**Problem to work on:** Check each line of the entries below for the word "present", and copy the lines that have it.

**Stored data:**
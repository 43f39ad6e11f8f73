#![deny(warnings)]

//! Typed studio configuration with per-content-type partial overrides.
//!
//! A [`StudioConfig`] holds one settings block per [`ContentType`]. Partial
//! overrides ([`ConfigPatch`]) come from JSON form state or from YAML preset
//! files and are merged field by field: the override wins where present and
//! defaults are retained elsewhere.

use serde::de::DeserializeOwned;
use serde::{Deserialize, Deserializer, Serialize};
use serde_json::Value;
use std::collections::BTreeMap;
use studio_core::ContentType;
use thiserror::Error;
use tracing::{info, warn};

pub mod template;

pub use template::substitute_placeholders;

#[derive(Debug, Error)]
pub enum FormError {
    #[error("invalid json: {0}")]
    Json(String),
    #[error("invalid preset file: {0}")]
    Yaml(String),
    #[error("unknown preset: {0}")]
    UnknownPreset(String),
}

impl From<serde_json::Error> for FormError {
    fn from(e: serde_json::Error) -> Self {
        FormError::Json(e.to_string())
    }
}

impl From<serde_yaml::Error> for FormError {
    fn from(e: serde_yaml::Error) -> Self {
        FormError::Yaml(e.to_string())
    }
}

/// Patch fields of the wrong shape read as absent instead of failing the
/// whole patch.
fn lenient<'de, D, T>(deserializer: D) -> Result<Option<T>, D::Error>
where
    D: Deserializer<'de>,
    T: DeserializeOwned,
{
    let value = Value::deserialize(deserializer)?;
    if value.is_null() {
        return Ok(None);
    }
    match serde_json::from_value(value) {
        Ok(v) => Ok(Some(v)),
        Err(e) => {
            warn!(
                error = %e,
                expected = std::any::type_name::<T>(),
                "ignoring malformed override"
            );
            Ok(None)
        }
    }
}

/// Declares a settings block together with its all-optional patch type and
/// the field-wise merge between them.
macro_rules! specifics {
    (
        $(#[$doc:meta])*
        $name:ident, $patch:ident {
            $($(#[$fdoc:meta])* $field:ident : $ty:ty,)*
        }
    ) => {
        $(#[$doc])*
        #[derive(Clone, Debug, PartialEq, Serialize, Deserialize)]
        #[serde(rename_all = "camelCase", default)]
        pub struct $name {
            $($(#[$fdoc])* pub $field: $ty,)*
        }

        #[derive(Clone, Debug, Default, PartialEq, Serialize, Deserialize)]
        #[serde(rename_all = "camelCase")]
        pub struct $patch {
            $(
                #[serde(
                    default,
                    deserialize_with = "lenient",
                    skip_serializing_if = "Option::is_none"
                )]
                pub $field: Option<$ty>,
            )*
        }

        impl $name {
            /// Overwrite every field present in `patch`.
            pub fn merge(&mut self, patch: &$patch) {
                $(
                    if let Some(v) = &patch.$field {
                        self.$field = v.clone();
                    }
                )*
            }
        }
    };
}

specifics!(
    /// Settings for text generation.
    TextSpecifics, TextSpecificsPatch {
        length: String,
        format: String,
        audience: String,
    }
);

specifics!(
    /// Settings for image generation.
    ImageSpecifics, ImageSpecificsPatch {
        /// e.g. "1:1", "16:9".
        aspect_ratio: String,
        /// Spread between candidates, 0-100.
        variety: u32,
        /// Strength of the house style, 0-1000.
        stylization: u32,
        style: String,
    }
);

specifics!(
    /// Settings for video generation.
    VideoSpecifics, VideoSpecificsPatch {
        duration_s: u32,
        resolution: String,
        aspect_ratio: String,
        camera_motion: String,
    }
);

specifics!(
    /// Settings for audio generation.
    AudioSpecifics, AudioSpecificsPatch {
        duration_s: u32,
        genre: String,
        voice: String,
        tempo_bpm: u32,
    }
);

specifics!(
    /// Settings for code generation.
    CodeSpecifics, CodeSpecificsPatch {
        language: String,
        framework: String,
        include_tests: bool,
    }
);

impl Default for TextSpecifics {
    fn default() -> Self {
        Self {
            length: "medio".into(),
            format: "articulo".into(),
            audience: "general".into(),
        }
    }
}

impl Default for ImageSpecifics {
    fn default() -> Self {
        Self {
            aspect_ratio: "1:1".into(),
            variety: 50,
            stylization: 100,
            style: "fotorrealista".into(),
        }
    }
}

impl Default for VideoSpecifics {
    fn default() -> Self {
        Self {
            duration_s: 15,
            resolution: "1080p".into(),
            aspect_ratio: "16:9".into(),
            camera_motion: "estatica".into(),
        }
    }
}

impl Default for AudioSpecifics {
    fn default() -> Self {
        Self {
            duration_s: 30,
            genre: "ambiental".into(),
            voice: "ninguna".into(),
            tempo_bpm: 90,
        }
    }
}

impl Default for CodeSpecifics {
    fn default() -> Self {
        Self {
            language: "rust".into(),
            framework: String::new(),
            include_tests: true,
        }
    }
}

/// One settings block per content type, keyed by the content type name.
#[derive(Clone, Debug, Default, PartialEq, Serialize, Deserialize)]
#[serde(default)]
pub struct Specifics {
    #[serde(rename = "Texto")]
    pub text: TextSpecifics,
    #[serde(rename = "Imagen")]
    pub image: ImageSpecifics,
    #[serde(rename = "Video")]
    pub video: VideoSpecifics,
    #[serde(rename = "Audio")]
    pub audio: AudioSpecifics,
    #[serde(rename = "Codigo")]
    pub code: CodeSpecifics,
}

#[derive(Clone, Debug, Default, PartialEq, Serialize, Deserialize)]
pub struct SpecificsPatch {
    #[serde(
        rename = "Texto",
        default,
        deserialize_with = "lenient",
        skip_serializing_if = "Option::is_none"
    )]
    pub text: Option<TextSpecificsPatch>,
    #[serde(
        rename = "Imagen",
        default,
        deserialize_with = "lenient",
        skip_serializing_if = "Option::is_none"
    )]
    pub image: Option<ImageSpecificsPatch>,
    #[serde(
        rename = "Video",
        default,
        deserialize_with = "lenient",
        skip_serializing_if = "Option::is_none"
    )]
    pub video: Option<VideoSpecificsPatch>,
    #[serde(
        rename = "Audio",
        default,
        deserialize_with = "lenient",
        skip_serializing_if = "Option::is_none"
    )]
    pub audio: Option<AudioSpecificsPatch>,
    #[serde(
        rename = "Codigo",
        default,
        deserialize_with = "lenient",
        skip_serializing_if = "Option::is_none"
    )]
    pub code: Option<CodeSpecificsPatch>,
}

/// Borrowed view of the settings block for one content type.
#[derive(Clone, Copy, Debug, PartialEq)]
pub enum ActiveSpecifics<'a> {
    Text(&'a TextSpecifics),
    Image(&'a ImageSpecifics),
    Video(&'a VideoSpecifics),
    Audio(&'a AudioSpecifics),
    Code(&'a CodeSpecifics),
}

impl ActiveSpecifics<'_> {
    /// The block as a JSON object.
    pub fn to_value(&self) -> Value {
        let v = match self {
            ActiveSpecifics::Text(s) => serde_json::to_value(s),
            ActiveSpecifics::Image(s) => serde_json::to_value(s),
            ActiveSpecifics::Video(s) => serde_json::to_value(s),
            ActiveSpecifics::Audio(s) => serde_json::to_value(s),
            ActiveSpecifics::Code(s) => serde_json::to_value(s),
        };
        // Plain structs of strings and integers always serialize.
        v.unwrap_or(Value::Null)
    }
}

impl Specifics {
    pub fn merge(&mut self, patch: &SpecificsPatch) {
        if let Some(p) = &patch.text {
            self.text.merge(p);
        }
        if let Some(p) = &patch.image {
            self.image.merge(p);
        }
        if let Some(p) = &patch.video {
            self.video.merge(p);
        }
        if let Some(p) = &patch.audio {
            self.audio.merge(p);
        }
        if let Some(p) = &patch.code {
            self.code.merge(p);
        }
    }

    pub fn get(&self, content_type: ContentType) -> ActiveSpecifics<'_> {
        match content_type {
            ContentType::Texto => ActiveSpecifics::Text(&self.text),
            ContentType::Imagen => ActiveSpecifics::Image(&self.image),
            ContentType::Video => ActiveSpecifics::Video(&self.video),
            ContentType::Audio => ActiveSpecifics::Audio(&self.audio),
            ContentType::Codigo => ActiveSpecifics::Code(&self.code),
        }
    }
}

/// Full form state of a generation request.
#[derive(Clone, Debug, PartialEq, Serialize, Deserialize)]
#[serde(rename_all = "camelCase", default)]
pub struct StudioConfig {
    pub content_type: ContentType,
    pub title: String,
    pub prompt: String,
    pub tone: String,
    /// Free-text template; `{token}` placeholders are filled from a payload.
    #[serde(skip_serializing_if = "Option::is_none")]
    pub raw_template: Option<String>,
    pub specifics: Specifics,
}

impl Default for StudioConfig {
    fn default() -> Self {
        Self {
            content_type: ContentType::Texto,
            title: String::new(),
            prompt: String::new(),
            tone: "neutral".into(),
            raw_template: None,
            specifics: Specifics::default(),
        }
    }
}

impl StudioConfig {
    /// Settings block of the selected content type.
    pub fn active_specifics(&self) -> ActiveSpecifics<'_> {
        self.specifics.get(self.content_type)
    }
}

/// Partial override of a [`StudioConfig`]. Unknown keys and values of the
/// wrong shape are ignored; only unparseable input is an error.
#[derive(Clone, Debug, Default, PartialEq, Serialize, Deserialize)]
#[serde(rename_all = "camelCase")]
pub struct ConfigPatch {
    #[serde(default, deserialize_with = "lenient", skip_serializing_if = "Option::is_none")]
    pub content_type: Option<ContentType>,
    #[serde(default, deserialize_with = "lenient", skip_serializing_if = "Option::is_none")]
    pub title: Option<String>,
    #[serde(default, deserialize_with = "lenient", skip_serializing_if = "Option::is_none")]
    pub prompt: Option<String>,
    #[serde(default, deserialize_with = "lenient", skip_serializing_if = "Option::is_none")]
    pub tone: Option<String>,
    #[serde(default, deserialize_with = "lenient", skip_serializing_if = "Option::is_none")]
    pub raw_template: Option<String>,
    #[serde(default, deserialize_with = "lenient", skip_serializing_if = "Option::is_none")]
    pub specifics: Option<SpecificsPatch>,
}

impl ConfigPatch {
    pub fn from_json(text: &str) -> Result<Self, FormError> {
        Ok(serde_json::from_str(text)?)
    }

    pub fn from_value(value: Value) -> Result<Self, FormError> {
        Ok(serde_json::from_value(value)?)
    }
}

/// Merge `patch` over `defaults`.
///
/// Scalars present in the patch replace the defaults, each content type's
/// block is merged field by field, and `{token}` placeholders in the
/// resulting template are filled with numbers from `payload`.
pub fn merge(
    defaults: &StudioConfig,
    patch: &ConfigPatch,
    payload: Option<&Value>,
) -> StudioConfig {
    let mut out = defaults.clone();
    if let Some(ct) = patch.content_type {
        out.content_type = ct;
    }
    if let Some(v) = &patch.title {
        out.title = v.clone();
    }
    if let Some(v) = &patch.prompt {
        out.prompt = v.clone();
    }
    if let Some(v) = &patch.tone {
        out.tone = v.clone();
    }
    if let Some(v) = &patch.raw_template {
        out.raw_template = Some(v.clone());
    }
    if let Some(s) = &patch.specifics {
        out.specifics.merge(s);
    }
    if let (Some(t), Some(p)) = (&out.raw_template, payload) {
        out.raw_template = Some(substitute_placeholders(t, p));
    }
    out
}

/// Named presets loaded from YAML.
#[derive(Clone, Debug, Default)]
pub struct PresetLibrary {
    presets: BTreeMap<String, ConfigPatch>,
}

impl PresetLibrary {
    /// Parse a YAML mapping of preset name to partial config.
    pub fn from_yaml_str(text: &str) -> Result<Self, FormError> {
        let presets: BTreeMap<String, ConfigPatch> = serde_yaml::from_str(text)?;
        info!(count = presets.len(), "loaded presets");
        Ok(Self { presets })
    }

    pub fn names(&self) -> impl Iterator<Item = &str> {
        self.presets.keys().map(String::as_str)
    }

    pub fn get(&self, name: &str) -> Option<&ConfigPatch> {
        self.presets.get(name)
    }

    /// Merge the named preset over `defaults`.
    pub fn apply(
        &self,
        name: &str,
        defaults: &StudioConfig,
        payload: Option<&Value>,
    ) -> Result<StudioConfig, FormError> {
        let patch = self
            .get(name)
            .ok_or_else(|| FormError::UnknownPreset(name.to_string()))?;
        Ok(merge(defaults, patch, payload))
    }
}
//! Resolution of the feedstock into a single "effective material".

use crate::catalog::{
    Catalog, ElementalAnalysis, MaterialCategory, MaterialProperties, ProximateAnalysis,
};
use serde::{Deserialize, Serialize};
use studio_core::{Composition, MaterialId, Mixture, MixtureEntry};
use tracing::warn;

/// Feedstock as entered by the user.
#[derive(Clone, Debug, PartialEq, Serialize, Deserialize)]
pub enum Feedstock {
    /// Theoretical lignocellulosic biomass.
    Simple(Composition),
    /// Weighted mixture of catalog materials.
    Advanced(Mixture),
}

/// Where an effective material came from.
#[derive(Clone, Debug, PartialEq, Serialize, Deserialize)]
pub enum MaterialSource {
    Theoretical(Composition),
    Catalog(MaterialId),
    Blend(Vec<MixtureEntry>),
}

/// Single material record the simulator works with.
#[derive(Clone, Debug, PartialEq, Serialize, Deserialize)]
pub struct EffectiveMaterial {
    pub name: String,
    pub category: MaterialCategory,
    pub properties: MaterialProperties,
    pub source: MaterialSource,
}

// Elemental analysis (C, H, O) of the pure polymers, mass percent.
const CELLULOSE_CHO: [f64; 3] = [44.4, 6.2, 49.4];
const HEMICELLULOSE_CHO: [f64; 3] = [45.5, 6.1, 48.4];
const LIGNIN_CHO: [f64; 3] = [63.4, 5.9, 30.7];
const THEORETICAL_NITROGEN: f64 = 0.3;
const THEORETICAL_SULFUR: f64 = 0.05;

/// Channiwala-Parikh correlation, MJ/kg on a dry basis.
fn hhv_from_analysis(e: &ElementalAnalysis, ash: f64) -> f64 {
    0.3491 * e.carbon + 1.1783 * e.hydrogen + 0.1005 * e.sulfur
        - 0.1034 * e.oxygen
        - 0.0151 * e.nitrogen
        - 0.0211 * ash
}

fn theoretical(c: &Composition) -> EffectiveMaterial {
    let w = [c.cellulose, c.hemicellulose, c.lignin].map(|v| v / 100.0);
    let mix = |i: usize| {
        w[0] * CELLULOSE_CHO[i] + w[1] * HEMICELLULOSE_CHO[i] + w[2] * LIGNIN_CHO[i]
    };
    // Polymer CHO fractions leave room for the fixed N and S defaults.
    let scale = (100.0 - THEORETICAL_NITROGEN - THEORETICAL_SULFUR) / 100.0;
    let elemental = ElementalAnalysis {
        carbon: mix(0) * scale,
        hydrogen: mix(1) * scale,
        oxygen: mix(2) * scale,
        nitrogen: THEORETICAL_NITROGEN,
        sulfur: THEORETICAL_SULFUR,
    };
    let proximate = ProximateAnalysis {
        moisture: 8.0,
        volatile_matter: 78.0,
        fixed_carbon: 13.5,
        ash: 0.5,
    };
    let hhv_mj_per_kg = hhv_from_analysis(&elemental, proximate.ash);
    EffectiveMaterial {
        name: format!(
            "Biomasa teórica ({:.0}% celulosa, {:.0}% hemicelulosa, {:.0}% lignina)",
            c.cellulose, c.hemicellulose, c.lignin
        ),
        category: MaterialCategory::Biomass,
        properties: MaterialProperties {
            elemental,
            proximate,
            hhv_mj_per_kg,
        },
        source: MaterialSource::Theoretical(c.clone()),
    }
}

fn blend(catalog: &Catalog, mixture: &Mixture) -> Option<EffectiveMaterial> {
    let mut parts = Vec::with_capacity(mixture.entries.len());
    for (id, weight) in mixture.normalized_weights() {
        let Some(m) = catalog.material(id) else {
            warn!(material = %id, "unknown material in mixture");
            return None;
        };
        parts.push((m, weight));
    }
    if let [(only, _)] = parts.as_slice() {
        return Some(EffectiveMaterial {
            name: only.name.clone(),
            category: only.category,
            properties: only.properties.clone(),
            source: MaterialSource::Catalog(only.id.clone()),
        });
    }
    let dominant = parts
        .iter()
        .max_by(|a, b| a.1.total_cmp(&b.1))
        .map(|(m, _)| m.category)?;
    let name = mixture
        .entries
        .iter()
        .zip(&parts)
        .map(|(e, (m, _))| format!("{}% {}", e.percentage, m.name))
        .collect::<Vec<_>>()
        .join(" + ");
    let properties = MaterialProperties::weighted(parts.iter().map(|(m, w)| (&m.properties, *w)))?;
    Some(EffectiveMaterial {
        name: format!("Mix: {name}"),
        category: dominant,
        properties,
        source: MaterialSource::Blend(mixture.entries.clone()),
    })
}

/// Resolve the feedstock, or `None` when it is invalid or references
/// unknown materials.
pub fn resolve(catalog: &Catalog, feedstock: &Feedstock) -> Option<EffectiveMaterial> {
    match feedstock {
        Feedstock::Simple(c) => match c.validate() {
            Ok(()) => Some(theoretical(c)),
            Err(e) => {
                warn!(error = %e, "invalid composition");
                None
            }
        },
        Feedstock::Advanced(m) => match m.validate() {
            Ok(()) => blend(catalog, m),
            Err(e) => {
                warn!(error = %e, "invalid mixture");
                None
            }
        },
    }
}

**Answer to this task:**
//! files and are merged field by field: the override wins where present and
            /// Overwrite every field present in `patch`.
/// Scalars present in the patch replace the defaults, each content type's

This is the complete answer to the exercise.